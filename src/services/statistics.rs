use serde::Serialize;
use utoipa::ToSchema;

use crate::{
    error::{AppError, AppResult},
    models::{report, warning, Report, Warning, WarningStatus},
    search::{SearchIndex, StatsProviders, TopScammer, TopSearch},
    utils::mask_account,
};
use sea_orm::{
    ColumnTrait, ConnectionTrait, DatabaseBackend, DatabaseConnection, EntityTrait,
    PaginatorTrait, QueryFilter, QueryOrder, QuerySelect, Statement,
};

const TOP_LIST_LIMIT: usize = 10;
const RECENT_LIMIT: u64 = 20;

#[derive(Debug, Serialize, ToSchema)]
pub struct RecentWarning {
    pub id: i32,
    pub title: String,
    pub scammer_name: String,
    /// Masked for display; never the raw account number.
    pub bank_account: String,
    pub view_count: i32,
    pub search_count: i32,
    pub warning_count: i32,
    pub created_at: String,
}

#[derive(Debug, Serialize, ToSchema)]
pub struct DashboardStats {
    pub total_warnings: u64,
    pub total_views: u64,
    pub total_reports: u64,
    pub top_scammers: Vec<TopScammer>,
    pub top_searches: Vec<TopSearch>,
    pub recent_warnings: Vec<RecentWarning>,
}

/// Read-only rollups over both stores. Top lists prefer the search index
/// via `StatsProviders`; everything else comes straight from the database.
pub struct StatisticsService {
    db: DatabaseConnection,
    providers: StatsProviders,
}

impl StatisticsService {
    pub fn new(db: DatabaseConnection, index: SearchIndex) -> Self {
        let providers = StatsProviders::new(db.clone(), index);
        Self { db, providers }
    }

    pub async fn dashboard(&self, days: u32) -> AppResult<DashboardStats> {
        let since = (chrono::Utc::now() - chrono::Duration::days(days as i64)).naive_utc();

        let total_warnings = Warning::find()
            .filter(warning::Column::CreatedAt.gte(since))
            .count(&self.db)
            .await?;

        let total_reports = Report::find()
            .filter(report::Column::CreatedAt.gte(since))
            .count(&self.db)
            .await?;

        let total_views = self.total_views_since(since).await?;

        let mut top_scammers = self.providers.top_scammers(days, TOP_LIST_LIMIT).await?;
        for scammer in &mut top_scammers {
            scammer.bank_account = scammer
                .bank_account
                .take()
                .map(|account| mask_account(&account));
        }

        // Search analytics are only meaningful over a short horizon; the
        // window is capped at one day regardless of the requested range.
        let top_searches = self
            .providers
            .top_searches(days.min(1), TOP_LIST_LIMIT)
            .await?;

        let recent_warnings = self.recent_warnings_since(since).await?;

        Ok(DashboardStats {
            total_warnings,
            total_views,
            total_reports,
            top_scammers,
            top_searches,
            recent_warnings,
        })
    }

    async fn total_views_since(&self, since: chrono::NaiveDateTime) -> AppResult<u64> {
        let row = self
            .db
            .query_one(Statement::from_sql_and_values(
                DatabaseBackend::Postgres,
                "SELECT COALESCE(SUM(view_count), 0) AS total_views \
                 FROM warnings WHERE created_at >= $1",
                [since.into()],
            ))
            .await?
            .ok_or(AppError::Internal(anyhow::anyhow!("Sum query failed")))?;

        let total: i64 = row.try_get("", "total_views")?;
        Ok(total.max(0) as u64)
    }

    async fn recent_warnings_since(
        &self,
        since: chrono::NaiveDateTime,
    ) -> AppResult<Vec<RecentWarning>> {
        let rows = Warning::find()
            .filter(warning::Column::Status.eq(WarningStatus::Approved))
            .filter(warning::Column::CreatedAt.gte(since))
            .order_by_desc(warning::Column::CreatedAt)
            .limit(RECENT_LIMIT)
            .all(&self.db)
            .await?;

        Ok(rows
            .into_iter()
            .map(|w| RecentWarning {
                id: w.id,
                title: w.title,
                scammer_name: w.scammer_name,
                bank_account: w
                    .bank_account
                    .map(|account| mask_account(&account))
                    .unwrap_or_default(),
                view_count: w.view_count,
                search_count: w.search_count,
                warning_count: w.warning_count,
                created_at: w.created_at.to_string(),
            })
            .collect())
    }
}
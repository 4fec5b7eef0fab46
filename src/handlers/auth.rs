use crate::error::{AppError, AppResult};
use crate::middleware::auth::parse_user_id;
use crate::middleware::AuthUser;
use crate::models::{UserModel, UserRole};
use crate::response::ApiResponse;
use crate::services::auth::AuthService;
use axum::{response::IntoResponse, Extension, Json};
use sea_orm::DatabaseConnection;
use serde::{Deserialize, Serialize};
use utoipa::ToSchema;
use validator::Validate;

#[derive(Debug, Deserialize, Validate, ToSchema)]
pub struct RegisterRequest {
    /// Username (3-100 characters)
    #[validate(length(min = 3, max = 100))]
    pub username: String,
    /// Email address
    #[validate(email)]
    pub email: Option<String>,
    /// Phone number
    pub phone: Option<String>,
    /// Password (min 8 characters)
    #[validate(length(min = 8))]
    pub password: String,
    /// Must match password
    pub confirm_password: String,
    /// Display name
    pub full_name: Option<String>,
}

#[derive(Debug, Deserialize, ToSchema)]
pub struct LoginRequest {
    /// Username, email or phone
    pub username: String,
    /// User password
    pub password: String,
}

#[derive(Debug, Serialize, ToSchema)]
pub struct AuthResponse {
    /// JWT access token
    pub token: String,
    /// User ID
    pub user_id: i32,
    /// Username
    pub username: String,
    /// User role
    pub role: UserRole,
}

#[derive(Debug, Serialize, ToSchema)]
pub struct UserResponse {
    pub id: i32,
    pub username: String,
    pub email: Option<String>,
    pub phone: Option<String>,
    pub role: UserRole,
    pub full_name: Option<String>,
    pub avatar_url: Option<String>,
    pub zalo_contact: Option<String>,
    pub is_active: bool,
    pub is_verified: bool,
    pub created_at: String,
    pub last_login: Option<String>,
}

impl From<UserModel> for UserResponse {
    fn from(user: UserModel) -> Self {
        Self {
            id: user.id,
            username: user.username,
            email: user.email,
            phone: user.phone,
            role: user.role,
            full_name: user.full_name,
            avatar_url: user.avatar_url,
            zalo_contact: user.zalo_contact,
            is_active: user.is_active,
            is_verified: user.is_verified,
            created_at: user.created_at.to_string(),
            last_login: user.last_login.map(|t| t.to_string()),
        }
    }
}

#[utoipa::path(
    post,
    path = "/api/v1/auth/register",
    request_body = RegisterRequest,
    responses(
        (status = 200, description = "User registered successfully", body = AuthResponse),
        (status = 400, description = "Validation error or duplicate identity", body = AppError),
    ),
    tag = "auth"
)]
pub async fn register(
    Extension(db): Extension<DatabaseConnection>,
    Json(payload): Json<RegisterRequest>,
) -> AppResult<impl IntoResponse> {
    payload
        .validate()
        .map_err(|e| AppError::Validation(format!("Validation error: {e}")))?;

    if payload.password != payload.confirm_password {
        return Err(AppError::Validation("Passwords do not match".to_string()));
    }

    let service = AuthService::new(db);
    let (user, token) = service
        .register(
            &payload.username,
            payload.email.as_deref(),
            payload.phone.as_deref(),
            &payload.password,
            payload.full_name.as_deref(),
        )
        .await?;

    Ok(ApiResponse::with_message(
        AuthResponse {
            token,
            user_id: user.id,
            username: user.username,
            role: user.role,
        },
        "Registration successful",
    ))
}

#[utoipa::path(
    post,
    path = "/api/v1/auth/login",
    request_body = LoginRequest,
    responses(
        (status = 200, description = "Login successful", body = AuthResponse),
        (status = 400, description = "Account deactivated", body = AppError),
        (status = 401, description = "Invalid credentials", body = AppError),
    ),
    tag = "auth"
)]
pub async fn login(
    Extension(db): Extension<DatabaseConnection>,
    Json(payload): Json<LoginRequest>,
) -> AppResult<impl IntoResponse> {
    let service = AuthService::new(db);
    let (user, token) = service.login(&payload.username, &payload.password).await?;

    Ok(ApiResponse::ok(AuthResponse {
        token,
        user_id: user.id,
        username: user.username,
        role: user.role,
    }))
}

#[utoipa::path(
    get,
    path = "/api/v1/auth/me",
    security(("jwt_token" = [])),
    responses(
        (status = 200, description = "Current user retrieved successfully", body = UserResponse),
        (status = 401, description = "Unauthorized", body = AppError),
    ),
    tag = "auth"
)]
pub async fn get_current_user(
    Extension(db): Extension<DatabaseConnection>,
    auth_user: AuthUser,
) -> AppResult<impl IntoResponse> {
    let user_id = parse_user_id(&auth_user)?;

    let service = AuthService::new(db);
    let user = service.get_user_by_id(user_id).await?;

    Ok(ApiResponse::ok(UserResponse::from(user)))
}
use meilisearch_sdk::client::Client;
use meilisearch_sdk::search::{SearchResults, Selectors};
use meilisearch_sdk::settings::{MinWordSizeForTypos, Settings, TypoToleranceSettings};

use crate::config::search::SearchConfig;
use crate::search::document::{SearchLogDocument, WarningDocument};
use crate::search::{IndexError, SearchType};

pub const WARNINGS_INDEX: &str = "warnings";
pub const SEARCH_LOGS_INDEX: &str = "search_logs";

/// Searchable-attribute order doubles as field weighting: Meilisearch's
/// attribute ranking rule prefers earlier attributes, standing in for the
/// per-field boosts a query-time scorer would use.
const WARNING_SEARCHABLE: [&str; 6] = [
    "scammer_name",
    "bank_account",
    "facebook_link",
    "search_combined",
    "title",
    "content",
];
const WARNING_FILTERABLE: [&str; 4] = ["status", "created_at_ts", "scammer_name", "bank_account"];
const WARNING_SORTABLE: [&str; 1] = ["created_at_ts"];
const SORT_RECENCY: [&str; 1] = ["created_at_ts:desc"];
const ONLY_BANK_ACCOUNT: [&str; 1] = ["bank_account"];
const ONLY_FACEBOOK_LINK: [&str; 1] = ["facebook_link"];

const LOG_SEARCHABLE: [&str; 1] = ["search_query"];
const LOG_FILTERABLE: [&str; 2] = ["created_at_ts", "search_query"];

const APPROVED_FILTER: &str = "status = approved";

/// Thin wrapper over the Meilisearch client. Every method returns
/// `IndexError` so callers decide between fallback and drop; none of these
/// errors may reach an HTTP response.
#[derive(Clone)]
pub struct SearchIndex {
    client: Client,
}

impl SearchIndex {
    pub fn new(config: &SearchConfig) -> Result<Self, IndexError> {
        let client = Client::new(&config.url, config.api_key.as_deref())?;
        Ok(Self { client })
    }

    pub async fn is_healthy(&self) -> bool {
        self.client.is_healthy().await
    }

    /// Create/update both indexes with their settings. A settings update on
    /// a missing index creates it.
    pub async fn ensure_indexes(&self) -> Result<(), IndexError> {
        let warning_settings = Settings::new()
            .with_searchable_attributes(WARNING_SEARCHABLE)
            .with_filterable_attributes(WARNING_FILTERABLE)
            .with_sortable_attributes(WARNING_SORTABLE)
            .with_typo_tolerance(TypoToleranceSettings {
                enabled: Some(true),
                disable_on_attributes: None,
                disable_on_words: None,
                min_word_size_for_typos: Some(MinWordSizeForTypos {
                    one_typo: Some(4),
                    two_typos: Some(8),
                }),
            });
        self.client
            .index(WARNINGS_INDEX)
            .set_settings(&warning_settings)
            .await?;

        let log_settings = Settings::new()
            .with_searchable_attributes(LOG_SEARCHABLE)
            .with_filterable_attributes(LOG_FILTERABLE);
        self.client
            .index(SEARCH_LOGS_INDEX)
            .set_settings(&log_settings)
            .await?;

        Ok(())
    }

    pub async fn upsert_warning(&self, doc: &WarningDocument) -> Result<(), IndexError> {
        self.client
            .index(WARNINGS_INDEX)
            .add_or_update(std::slice::from_ref(doc), Some("id"))
            .await?;
        Ok(())
    }

    pub async fn bulk_upsert_warnings(&self, docs: &[WarningDocument]) -> Result<(), IndexError> {
        if docs.is_empty() {
            return Ok(());
        }
        self.client
            .index(WARNINGS_INDEX)
            .add_or_update(docs, Some("id"))
            .await?;
        Ok(())
    }

    pub async fn delete_warning(&self, id: i32) -> Result<(), IndexError> {
        self.client
            .index(WARNINGS_INDEX)
            .delete_document(id)
            .await?;
        Ok(())
    }

    pub async fn log_search(&self, doc: &SearchLogDocument) -> Result<(), IndexError> {
        self.client
            .index(SEARCH_LOGS_INDEX)
            .add_or_update(std::slice::from_ref(doc), Some("id"))
            .await?;
        Ok(())
    }

    /// Ranked search over approved warnings. Returns IDs in relevance order
    /// (recency as tie-break) plus the estimated total. The caller hydrates
    /// full rows from the store and must preserve this ordering.
    pub async fn search_warnings(
        &self,
        query: &str,
        search_type: Option<SearchType>,
        page: u64,
        limit: u64,
    ) -> Result<(Vec<i32>, u64), IndexError> {
        let index = self.client.index(WARNINGS_INDEX);
        let offset = (page.saturating_sub(1) * limit) as usize;

        let mut search = index.search();
        search
            .with_query(query)
            .with_filter(APPROVED_FILTER)
            .with_sort(&SORT_RECENCY)
            .with_offset(offset)
            .with_limit(limit as usize);

        match search_type {
            Some(SearchType::Phone) | Some(SearchType::BankAccount) => {
                search.with_attributes_to_search_on(&ONLY_BANK_ACCOUNT);
            }
            Some(SearchType::Facebook) => {
                search.with_attributes_to_search_on(&ONLY_FACEBOOK_LINK);
            }
            Some(SearchType::Name) | None => {}
        }

        let results: SearchResults<WarningDocument> = search.execute().await?;

        let total = results
            .estimated_total_hits
            .unwrap_or(results.hits.len()) as u64;
        let ids = results.hits.into_iter().map(|hit| hit.result.id).collect();
        Ok((ids, total))
    }

    /// Scammer-name suggestions for a prefix, deduplicated in hit order.
    pub async fn suggest_scammers(
        &self,
        prefix: &str,
        limit: usize,
    ) -> Result<Vec<String>, IndexError> {
        let index = self.client.index(WARNINGS_INDEX);

        let mut search = index.search();
        search
            .with_query(prefix)
            .with_filter(APPROVED_FILTER)
            .with_limit(limit * 3);

        let results: SearchResults<WarningDocument> = search.execute().await?;

        let mut names: Vec<String> = Vec::new();
        for hit in results.hits {
            let name = hit.result.scammer_name;
            if !names.contains(&name) {
                names.push(name);
            }
            if names.len() >= limit {
                break;
            }
        }
        Ok(names)
    }

    /// Term counts for one facet, descending, name as tie-break.
    pub async fn top_facet_values(
        &self,
        index_uid: &str,
        facet: &str,
        filter: &str,
        limit: usize,
    ) -> Result<Vec<(String, u64)>, IndexError> {
        let index = self.client.index(index_uid);
        let facets = [facet];

        let mut search = index.search();
        search
            .with_query("")
            .with_limit(0)
            .with_facets(Selectors::Some(&facets[..]));
        if !filter.is_empty() {
            search.with_filter(filter);
        }

        let results: SearchResults<serde_json::Value> = search.execute().await?;

        let mut counts: Vec<(String, u64)> = results
            .facet_distribution
            .unwrap_or_default()
            .get(facet)
            .map(|values| {
                values
                    .iter()
                    .map(|(value, count)| (value.clone(), *count as u64))
                    .collect()
            })
            .unwrap_or_default();

        counts.sort_by(|a, b| b.1.cmp(&a.1).then_with(|| a.0.cmp(&b.0)));
        counts.truncate(limit);
        Ok(counts)
    }

    /// First known bank account for a scammer name (facet results cannot
    /// carry sibling fields).
    pub async fn bank_account_for(&self, scammer_name: &str) -> Result<Option<String>, IndexError> {
        let index = self.client.index(WARNINGS_INDEX);
        let filter = format!(
            "{} AND scammer_name = {}",
            APPROVED_FILTER,
            quote_filter_value(scammer_name)
        );

        let mut search = index.search();
        search.with_query("").with_filter(&filter).with_limit(1);

        let results: SearchResults<WarningDocument> = search.execute().await?;
        Ok(results
            .hits
            .into_iter()
            .next()
            .and_then(|hit| hit.result.bank_account))
    }
}

/// Quote a string for use in a Meilisearch filter expression.
fn quote_filter_value(value: &str) -> String {
    let escaped = value.replace('\\', "\\\\").replace('\'', "\\'");
    format!("'{}'", escaped)
}

#[cfg(test)]
mod tests {
    use super::*;

    #[test]
    fn quote_plain_value() {
        assert_eq!(quote_filter_value("Nguyen Van A"), "'Nguyen Van A'");
    }

    #[test]
    fn quote_escapes_single_quotes() {
        assert_eq!(quote_filter_value("O'Brien"), "'O\\'Brien'");
    }

    #[test]
    fn quote_escapes_backslashes() {
        assert_eq!(quote_filter_value("a\\b"), "'a\\\\b'");
    }
}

****************

TRY IT.
Count every line in the listing where the string "config" occurs. Give the total alone.

THE ANSWER.
3